For its 2012 fiscal year 2012, McCormick expects to grow sales 9–11% in local currency and achieve earnings per share of $3.01–3.06.
Alan D. Wilson, the company’s chairman, president and CEO, commented, “Our fourth quarter financial results were a strong finish to fiscal year 2011. We grew fourth quarter sales at a double-digit rate and achieved increased operating income in an environment that remains difficult in many of our largest markets. This performance demonstrates the strength of our brands, our ability to innovate and excellent progress with CCI [the company’s Comprehensive Continuous Improvement program].
“At McCormick, 2011 was a year of significant accomplishment. We completed three acquisitions, and the integration of these businesses has gone well. These acquisitions are accelerating our sales and profit growth and have expanded our presence in emerging markets and across several growth platforms. In 2012 we expect at least 13% of sales to come from emerging markets, up from 6% in 2006. Innovation is another key avenue of growth and new products launched in the past three years added 9% to sales in 2011. Cost savings in 2011 from our Comprehensive Continuous Improvement program—CCI—totaled $65 million, ahead of our initial target. Along with our pricing actions, these cost savings provided an offset to increased material costs and also helped fuel a $20 million increase in brand marketing support. I want to recognize employees throughout McCormick for these achievements that drove our growth and helped us navigate a period of volatility in our material costs and weakness in the broad economic environment. During 2011, McCormick shareholders received nearly $150 million of the cash we generated through dividend payments, and in November, the board approved an 11% increase in the quarterly dividend, which was our 26th consecutive year of increase.

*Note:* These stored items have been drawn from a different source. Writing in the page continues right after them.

//! Run configuration: which symbols, which dates, and how hard to push.
//!
//! A [`RunConfig`] can be parsed from TOML ([`RunConfig::from_toml_str`],
//! [`RunConfig::load_path`]); every key is optional and falls back to
//! [`RunConfig::default`]. Parsing normalizes symbols and validates the result.
//!
//! ```toml
//! symbols = ["AAPL", "MSFT"]
//! start = "2024-01-01"
//! end = "2024-06-30"
//! concurrency = 2
//! write_mode = "append"
//!
//! [retry]
//! max_retries = 3
//! base_delay_ms = 500
//! ```

use std::{num::NonZeroU32, num::NonZeroUsize, path::Path};

use anyhow::Context;
use chrono::NaiveDate;
use serde::{Deserialize, Serialize};
use thiserror::Error;

use crate::{io::sink::WriteMode, models::date_range::DateRange, retry::RetryPolicy};

pub const DEFAULT_SYMBOLS: [&str; 10] = [
    "AAPL", "MSFT", "GOOGL", "AMZN", "TSLA", "META", "NVDA", "JPM", "V", "WMT",
];

#[derive(Debug, Error, PartialEq, Eq)]
pub enum RunConfigError {
    #[error("symbol list is empty")]
    NoSymbols,
    #[error("symbol at position {0} is blank")]
    BlankSymbol(usize),
    #[error("start date {start} is after end date {end}")]
    InvertedRange { start: NaiveDate, end: NaiveDate },
    #[error("concurrency must be at least 1")]
    ZeroConcurrency,
    #[error("requests_per_second must be at least 1")]
    ZeroRate,
}

#[derive(Debug, Clone, PartialEq, Eq, Serialize, Deserialize)]
#[serde(default, deny_unknown_fields)]
pub struct RunConfig {
    pub symbols: Vec<String>,
    pub start: NaiveDate,
    pub end: NaiveDate,
    pub retry: RetryPolicy,
    pub concurrency: usize,
    pub write_mode: WriteMode,
    /// Provider request budget.
    pub requests_per_second: u32,
}

impl Default for RunConfig {
    fn default() -> Self {
        Self {
            symbols: DEFAULT_SYMBOLS.iter().map(|s| s.to_string()).collect(),
            start: NaiveDate::from_ymd_opt(2019, 1, 1).unwrap_or_default(),
            end: NaiveDate::from_ymd_opt(2024, 12, 31).unwrap_or_default(),
            retry: RetryPolicy::default(),
            concurrency: 1,
            write_mode: WriteMode::default(),
            requests_per_second: 2,
        }
    }
}

impl RunConfig {
    /// Trims every symbol in place, then checks the invariants a run relies on.
    ///
    /// Symbols are neither deduplicated nor reordered: a symbol listed twice is
    /// attempted twice.
    pub fn validate(&mut self) -> Result<(), RunConfigError> {
        if self.symbols.is_empty() {
            return Err(RunConfigError::NoSymbols);
        }
        for (idx, symbol) in self.symbols.iter_mut().enumerate() {
            let trimmed = symbol.trim();
            if trimmed.is_empty() {
                return Err(RunConfigError::BlankSymbol(idx));
            }
            if trimmed.len() != symbol.len() {
                *symbol = trimmed.to_string();
            }
        }
        if self.start > self.end {
            return Err(RunConfigError::InvertedRange {
                start: self.start,
                end: self.end,
            });
        }
        if self.concurrency == 0 {
            return Err(RunConfigError::ZeroConcurrency);
        }
        if self.requests_per_second == 0 {
            return Err(RunConfigError::ZeroRate);
        }
        Ok(())
    }

    pub fn range(&self) -> Result<DateRange, RunConfigError> {
        DateRange::new(self.start, self.end).map_err(|_| RunConfigError::InvertedRange {
            start: self.start,
            end: self.end,
        })
    }

    pub fn concurrency(&self) -> Result<NonZeroUsize, RunConfigError> {
        NonZeroUsize::new(self.concurrency).ok_or(RunConfigError::ZeroConcurrency)
    }

    pub fn rate(&self) -> Result<NonZeroU32, RunConfigError> {
        NonZeroU32::new(self.requests_per_second).ok_or(RunConfigError::ZeroRate)
    }

    pub fn from_toml_str(text: &str) -> anyhow::Result<Self> {
        let mut cfg: RunConfig = toml::from_str(text).context("failed to parse run config TOML")?;
        cfg.validate().context("invalid run config")?;
        Ok(cfg)
    }

    pub fn load_path(path: impl AsRef<Path>) -> anyhow::Result<Self> {
        let text = std::fs::read_to_string(path.as_ref())
            .with_context(|| format!("read run config {}", path.as_ref().display()))?;
        Self::from_toml_str(&text)
    }
}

“Consumers around the world continue to demand great taste, and we are meeting this demand with our passion for flavor, innovative new products, in-store merchandising and creative meal ideas. Our outlook is for solid profit growth in 2012 driven by higher sales and further cost savings. We expect the weak economy and volatile material costs to persist, and we intend to continue adapting our pricing actions and marketing programs. We also plan to offset a portion of increased costs and fuel higher brand marketing support with our CCI cost savings and have set a goal to achieve at least $40 million in 2012,” Wilson concluded.